(Extracted entries Opens)

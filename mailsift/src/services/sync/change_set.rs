use std::collections::HashSet;
use std::time::Duration;
use tracing::debug;

use crate::backend::MailSource;
use crate::error::MailsiftError;
use crate::types::{RemoteId, Watermark};

/// Identifiers strictly above `highest`, ascending and without duplicates.
pub fn resolve_from(listing: Vec<RemoteId>, highest: RemoteId) -> Vec<RemoteId> {
    let mut ids: Vec<RemoteId> = listing.into_iter().filter(|&id| id > highest).collect();
    ids.sort_unstable();
    ids.dedup();
    ids
}

/// Everything the remote holds above the watermark.
pub async fn resolve(
    source: &dyn MailSource,
    watermark: &Watermark,
    timeout: Duration,
) -> Result<Vec<RemoteId>, MailsiftError> {
    let listing = tokio::time::timeout(timeout, source.list_identifiers_after(watermark.highest_remote_id))
        .await
        .map_err(|_| MailsiftError::Timeout(format!("listing identifiers exceeded {:?}", timeout)))??;

    let ids = resolve_from(listing, watermark.highest_remote_id);
    debug!(
        epoch = %watermark.epoch,
        watermark = watermark.highest_remote_id,
        pending = ids.len(),
        "Resolved change set"
    );
    Ok(ids)
}

/// Stored identifiers at or below `highest` that the remote no longer lists,
/// ascending. Identifiers above the watermark belong to the change set.
pub fn vanished_from(stored: &[RemoteId], listing: &[RemoteId], highest: RemoteId) -> Vec<RemoteId> {
    let remote: HashSet<RemoteId> = listing.iter().copied().collect();
    let mut ids: Vec<RemoteId> = stored
        .iter()
        .copied()
        .filter(|id| *id <= highest && !remote.contains(id))
        .collect();
    ids.sort_unstable();
    ids.dedup();
    ids
}

/// Stored messages deleted on the server since they were synced.
pub async fn vanished(
    source: &dyn MailSource,
    stored: &[RemoteId],
    watermark: &Watermark,
    timeout: Duration,
) -> Result<Vec<RemoteId>, MailsiftError> {
    if stored.is_empty() {
        return Ok(Vec::new());
    }
    let listing = tokio::time::timeout(timeout, source.list_identifiers())
        .await
        .map_err(|_| MailsiftError::Timeout(format!("listing identifiers exceeded {:?}", timeout)))??;

    let ids = vanished_from(stored, &listing, watermark.highest_remote_id);
    debug!(
        epoch = %watermark.epoch,
        stored = stored.len(),
        vanished = ids.len(),
        "Compared stored messages with the remote listing"
    );
    Ok(ids)
}

/// Consecutive chunks of at most `batch_size` identifiers.
pub fn partition(ids: &[RemoteId], batch_size: usize) -> Vec<Vec<RemoteId>> {
    ids.chunks(batch_size.max(1)).map(|c| c.to_vec()).collect()
}

#[cfg(test)]
mod tests {
    use super::*;

    #[test]
    fn test_filters_sorts_and_dedups() {
        assert_eq!(resolve_from(vec![103, 90, 101, 102, 101], 100), vec![101, 102, 103]);
    }

    #[test]
    fn test_nothing_new() {
        assert!(resolve_from(vec![5, 7], 7).is_empty());
        assert!(resolve_from(Vec::new(), 0).is_empty());
    }

    #[test]
    fn test_deterministic() {
        let a = resolve_from(vec![3, 1, 2], 0);
        let b = resolve_from(vec![2, 3, 1], 0);
        assert_eq!(a, b);
    }

    #[test]
    fn test_vanished_only_below_watermark() {
        let stored = [101, 102, 103, 110];
        assert_eq!(vanished_from(&stored, &[101, 103], 105), vec![102]);
        assert!(vanished_from(&stored, &[101, 102, 103, 110], 110).is_empty());
        assert_eq!(vanished_from(&[1, 2], &[], 2), vec![1, 2]);
    }

    #[test]
    fn test_partition() {
        assert_eq!(partition(&[101, 102, 103], 2), vec![vec![101, 102], vec![103]]);
        assert!(partition(&[], 2).is_empty());
    }
}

(Extracted entries Closes)

§ **Exercise objective**: Of the lines above, show those in which "crate" appears.

§ **Task response**:
use crate::backend::MailSource;
use crate::error::MailsiftError;
use crate::types::{RemoteId, Watermark};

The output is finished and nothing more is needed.